In theory – you should get what you pay for:

Under $10/week

Do you realise you can’t even buy a sandwich for under $10? With this comparative information in tow, paying under $10/week for a gym membership you can’t expect much (like ham and cheese sandwich much). If 90% of the equipment is functioning and there are no dead-bodies, you are in fact getting value for money. As an aside – if you can motivate yourself to attend a gym daily that is literally devoid of any motivation (usually comes with the $10 price-tag), you are my new hero and you deserve every drop of value you can squeeze from your tenner.

Around the $20/week mark

Ok so now you can start to expect no deceased persons on the premises and functioning equipment. But at this middle price-point you should also expect other services such as reception staff (not to be confused with deceased person), group fitness classes, personal trainers (you can secretly watch their sessions and steal exercises from), bathrooms with a mid-range of cleanliness, saunas that may or may not be a hot-bed of predators and a spa with low-levels of communicable diseases.

Over $50/week

A cocktail on arrival, early check-in and harbor views.

And while we’re on the subject of luxe price ranges…

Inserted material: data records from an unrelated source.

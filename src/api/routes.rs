//! API Routes
//!
//! HTTP endpoint definitions.

use std::sync::Arc;

use axum::{
    extract::{Extension, FromRequest, FromRequestParts, Path, Query, State},
    http::{HeaderMap, StatusCode},
    routing::{get, post},
    Json, Router,
};
use chrono::{DateTime, Utc};
use rust_decimal::Decimal;
use serde::{Deserialize, Serialize};

use crate::domain::money::format_total;
use crate::domain::{Account, AccountType, Customer, CustomerDraft, DomainError, OperationContext};
use crate::error::{AppError, AppResult};
use crate::services::{AccountService, AuthService, CustomerService};
use crate::store::Store;

use super::middleware::bearer_token;

/// Shared handler state
#[derive(Clone)]
pub struct AppState {
    pub customers: CustomerService,
    pub accounts: AccountService,
    pub auth: AuthService,
}

impl AppState {
    /// Wire all services to one store
    pub fn new(
        store: Arc<dyn Store>,
        jwt_secret: impl Into<String>,
        jwt_expiration_hours: i64,
    ) -> Self {
        Self {
            customers: CustomerService::new(store.clone()),
            accounts: AccountService::new(store.clone()),
            auth: AuthService::new(store, jwt_secret, jwt_expiration_hours),
        }
    }
}

/// JSON body extractor whose rejections use the API error format
#[derive(FromRequest)]
#[from_request(via(Json), rejection(AppError))]
pub struct ApiJson<T>(pub T);

/// Path extractor whose rejections use the API error format
#[derive(FromRequestParts)]
#[from_request(via(Path), rejection(AppError))]
pub struct ApiPath<T>(pub T);

/// Query-string extractor whose rejections use the API error format
#[derive(FromRequestParts)]
#[from_request(via(Query), rejection(AppError))]
pub struct ApiQuery<T>(pub T);

// =========================================================================
// Request/Response types
// =========================================================================

#[derive(Debug, Deserialize)]
pub struct LoginRequest {
    #[serde(default)]
    pub username: String,
    #[serde(default)]
    pub password: String,
}

#[derive(Debug, Serialize)]
#[serde(rename_all = "camelCase")]
pub struct LoginResponse {
    pub token: String,
    #[serde(rename = "type")]
    pub token_type: &'static str,
    pub username: String,
    pub role: String,
    pub expires_at: DateTime<Utc>,
}

#[derive(Debug, Serialize)]
pub struct ValidateResponse {
    pub valid: bool,
    pub username: String,
}

#[derive(Debug, Deserialize)]
#[serde(rename_all = "camelCase")]
pub struct CreateAccountRequest {
    #[serde(default)]
    pub account_holder_name: String,
    pub account_balance: Option<Decimal>,
    /// Normalized case-insensitively; `SAVING` is accepted
    pub account_type: Option<String>,
    pub customer_id: Option<i64>,
}

#[derive(Debug, Deserialize)]
pub struct AmountRequest {
    pub amount: Decimal,
}

#[derive(Debug, Serialize)]
pub struct MessageResponse {
    pub message: String,
}

#[derive(Debug, Deserialize)]
pub struct SearchQuery {
    pub name: String,
}

#[derive(Debug, Deserialize)]
pub struct RecentQuery {
    #[serde(default = "default_days")]
    pub days: i64,
}

fn default_days() -> i64 {
    30
}

#[derive(Debug, Deserialize)]
pub struct HighBalanceQuery {
    pub min: Decimal,
}

// =========================================================================
// API Router
// =========================================================================

/// Routes that need a bearer token
pub fn create_router() -> Router<AppState> {
    Router::new()
        // Customers
        .route("/customers", get(list_customers).post(create_customer))
        .route("/customers/count", get(count_customers))
        .route("/customers/search", get(search_customers))
        .route("/customers/with-accounts", get(customers_with_accounts))
        .route("/customers/without-accounts", get(customers_without_accounts))
        .route("/customers/recent", get(recent_customers))
        .route("/customers/exists/:id", get(customer_exists))
        .route("/customers/email/:email", get(get_customer_by_email))
        .route(
            "/customers/:id",
            get(get_customer).put(update_customer).delete(delete_customer),
        )
        // Accounts
        .route("/accounts", get(list_accounts).post(create_account))
        .route("/accounts/count", get(count_accounts))
        .route("/accounts/total-balance", get(total_balance))
        .route("/accounts/high-balance", get(high_balance_accounts))
        .route("/accounts/recent", get(recent_accounts))
        .route("/accounts/customer/:customer_id", get(accounts_by_customer))
        .route("/accounts/type/:account_type", get(accounts_by_type))
        .route("/accounts/type/:account_type/count", get(count_accounts_by_type))
        .route(
            "/accounts/type/:account_type/total-balance",
            get(total_balance_by_type),
        )
        .route("/accounts/:account_no", get(get_account).delete(delete_account))
        .route("/accounts/:account_no/deposit", post(deposit))
        .route("/accounts/:account_no/withdraw", post(withdraw))
}

/// Login and token validation, open to anonymous callers
pub fn auth_router() -> Router<AppState> {
    Router::new()
        .route("/login", post(login))
        .route("/validate", post(validate_token))
}

// =========================================================================
// Auth
// =========================================================================

async fn login(
    State(state): State<AppState>,
    ApiJson(request): ApiJson<LoginRequest>,
) -> AppResult<Json<LoginResponse>> {
    let issued = state.auth.login(&request.username, &request.password).await?;

    Ok(Json(LoginResponse {
        token: issued.token,
        token_type: "Bearer",
        username: issued.username,
        role: issued.role,
        expires_at: issued.expires_at,
    }))
}

async fn validate_token(
    State(state): State<AppState>,
    headers: HeaderMap,
) -> AppResult<Json<ValidateResponse>> {
    let token = bearer_token(&headers)
        .ok_or_else(|| AppError::MissingHeader("Authorization".to_string()))?;
    let claims = state.auth.validate(token)?;

    Ok(Json(ValidateResponse {
        valid: true,
        username: claims.sub,
    }))
}

// =========================================================================
// Customers
// =========================================================================

async fn list_customers(State(state): State<AppState>) -> AppResult<Json<Vec<Customer>>> {
    Ok(Json(state.customers.list().await?))
}

async fn get_customer(
    State(state): State<AppState>,
    ApiPath(id): ApiPath<i64>,
) -> AppResult<Json<Customer>> {
    Ok(Json(state.customers.get_by_id(id).await?))
}

async fn get_customer_by_email(
    State(state): State<AppState>,
    ApiPath(email): ApiPath<String>,
) -> AppResult<Json<Customer>> {
    Ok(Json(state.customers.get_by_email(&email).await?))
}

async fn create_customer(
    State(state): State<AppState>,
    Extension(context): Extension<OperationContext>,
    ApiJson(draft): ApiJson<CustomerDraft>,
) -> AppResult<(StatusCode, Json<Customer>)> {
    let customer = state.customers.create(draft, &context).await?;
    Ok((StatusCode::CREATED, Json(customer)))
}

async fn update_customer(
    State(state): State<AppState>,
    Extension(context): Extension<OperationContext>,
    ApiPath(id): ApiPath<i64>,
    ApiJson(draft): ApiJson<CustomerDraft>,
) -> AppResult<Json<Customer>> {
    Ok(Json(state.customers.update(id, draft, &context).await?))
}

async fn delete_customer(
    State(state): State<AppState>,
    Extension(context): Extension<OperationContext>,
    ApiPath(id): ApiPath<i64>,
) -> AppResult<StatusCode> {
    state.customers.delete(id, &context).await?;
    Ok(StatusCode::NO_CONTENT)
}

async fn count_customers(State(state): State<AppState>) -> AppResult<Json<i64>> {
    Ok(Json(state.customers.count().await?))
}

async fn search_customers(
    State(state): State<AppState>,
    ApiQuery(query): ApiQuery<SearchQuery>,
) -> AppResult<Json<Vec<Customer>>> {
    Ok(Json(state.customers.search(&query.name).await?))
}

async fn customer_exists(
    State(state): State<AppState>,
    ApiPath(id): ApiPath<i64>,
) -> AppResult<Json<bool>> {
    Ok(Json(state.customers.exists(id).await?))
}

async fn customers_with_accounts(State(state): State<AppState>) -> AppResult<Json<Vec<Customer>>> {
    Ok(Json(state.customers.list_with_accounts().await?))
}

async fn customers_without_accounts(
    State(state): State<AppState>,
) -> AppResult<Json<Vec<Customer>>> {
    Ok(Json(state.customers.list_without_accounts().await?))
}

async fn recent_customers(
    State(state): State<AppState>,
    ApiQuery(query): ApiQuery<RecentQuery>,
) -> AppResult<Json<Vec<Customer>>> {
    Ok(Json(state.customers.list_recent(query.days).await?))
}

// =========================================================================
// Accounts
// =========================================================================

async fn list_accounts(State(state): State<AppState>) -> AppResult<Json<Vec<Account>>> {
    Ok(Json(state.accounts.list().await?))
}

async fn get_account(
    State(state): State<AppState>,
    ApiPath(account_no): ApiPath<String>,
) -> AppResult<Json<Account>> {
    Ok(Json(state.accounts.get_by_number(&account_no).await?))
}

async fn create_account(
    State(state): State<AppState>,
    Extension(context): Extension<OperationContext>,
    ApiJson(request): ApiJson<CreateAccountRequest>,
) -> AppResult<(StatusCode, Json<Account>)> {
    let customer_id = request
        .customer_id
        .ok_or_else(|| DomainError::validation("Customer ID is required"))?;
    let balance = request
        .account_balance
        .ok_or_else(|| DomainError::validation("Account balance is required"))?;
    let account_type = request
        .account_type
        .as_deref()
        .ok_or_else(|| DomainError::validation("Account type is required"))
        .and_then(AccountType::normalize)?;

    let account = state
        .accounts
        .create(
            request.account_holder_name,
            balance,
            account_type,
            customer_id,
            &context,
        )
        .await?;

    Ok((StatusCode::CREATED, Json(account)))
}

async fn delete_account(
    State(state): State<AppState>,
    Extension(context): Extension<OperationContext>,
    ApiPath(account_no): ApiPath<String>,
) -> AppResult<Json<MessageResponse>> {
    state.accounts.delete(&account_no, &context).await?;
    Ok(Json(MessageResponse {
        message: "Account deleted successfully".to_string(),
    }))
}

async fn deposit(
    State(state): State<AppState>,
    Extension(context): Extension<OperationContext>,
    ApiPath(account_no): ApiPath<String>,
    ApiJson(request): ApiJson<AmountRequest>,
) -> AppResult<Json<Account>> {
    Ok(Json(
        state
            .accounts
            .deposit(&account_no, request.amount, &context)
            .await?,
    ))
}

async fn withdraw(
    State(state): State<AppState>,
    Extension(context): Extension<OperationContext>,
    ApiPath(account_no): ApiPath<String>,
    ApiJson(request): ApiJson<AmountRequest>,
) -> AppResult<Json<Account>> {
    let withdrawal = state
        .accounts
        .withdraw(&account_no, request.amount, &context)
        .await?;

    if !withdrawal.succeeded {
        return Err(AppError::WithdrawalRejected { account_no });
    }

    Ok(Json(withdrawal.account))
}

async fn count_accounts(State(state): State<AppState>) -> AppResult<Json<i64>> {
    Ok(Json(state.accounts.count().await?))
}

async fn total_balance(State(state): State<AppState>) -> AppResult<Json<String>> {
    Ok(Json(format_total(state.accounts.total_balance().await?)))
}

async fn accounts_by_customer(
    State(state): State<AppState>,
    ApiPath(customer_id): ApiPath<i64>,
) -> AppResult<Json<Vec<Account>>> {
    Ok(Json(state.accounts.list_by_customer(customer_id).await?))
}

async fn accounts_by_type(
    State(state): State<AppState>,
    ApiPath(account_type): ApiPath<String>,
) -> AppResult<Json<Vec<Account>>> {
    let account_type: AccountType = account_type.parse()?;
    Ok(Json(state.accounts.list_by_type(account_type).await?))
}

async fn count_accounts_by_type(
    State(state): State<AppState>,
    ApiPath(account_type): ApiPath<String>,
) -> AppResult<Json<i64>> {
    let account_type: AccountType = account_type.parse()?;
    Ok(Json(state.accounts.count_by_type(account_type).await?))
}

async fn total_balance_by_type(
    State(state): State<AppState>,
    ApiPath(account_type): ApiPath<String>,
) -> AppResult<Json<String>> {
    let account_type: AccountType = account_type.parse()?;
    Ok(Json(format_total(
        state.accounts.total_balance_by_type(account_type).await?,
    )))
}

async fn high_balance_accounts(
    State(state): State<AppState>,
    ApiQuery(query): ApiQuery<HighBalanceQuery>,
) -> AppResult<Json<Vec<Account>>> {
    Ok(Json(state.accounts.list_with_balance_above(query.min).await?))
}

async fn recent_accounts(
    State(state): State<AppState>,
    ApiQuery(query): ApiQuery<RecentQuery>,
) -> AppResult<Json<Vec<Account>>> {
    Ok(Json(state.accounts.list_recent(query.days).await?))
}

I know of a certain chain and chains like it (and to protect the guilty shall provide a pseudonym – let’s say G46) that charge upwards of $70/week. Absolutely unacceptable for the service and facilities and gives me all kinds of black-out rage. For $70 you should insist at the very minimum that equipment is not bursting at the seams/all fucked up and trainers that are more than 1-hour out of PT school – however acknowledge that it is difficult to attract experienced professionals on the absolute minimum wage you are able to get away with. Shame on the greedy owners of businesses like this that consciously take $70 out of their customer’s pockets without giving back.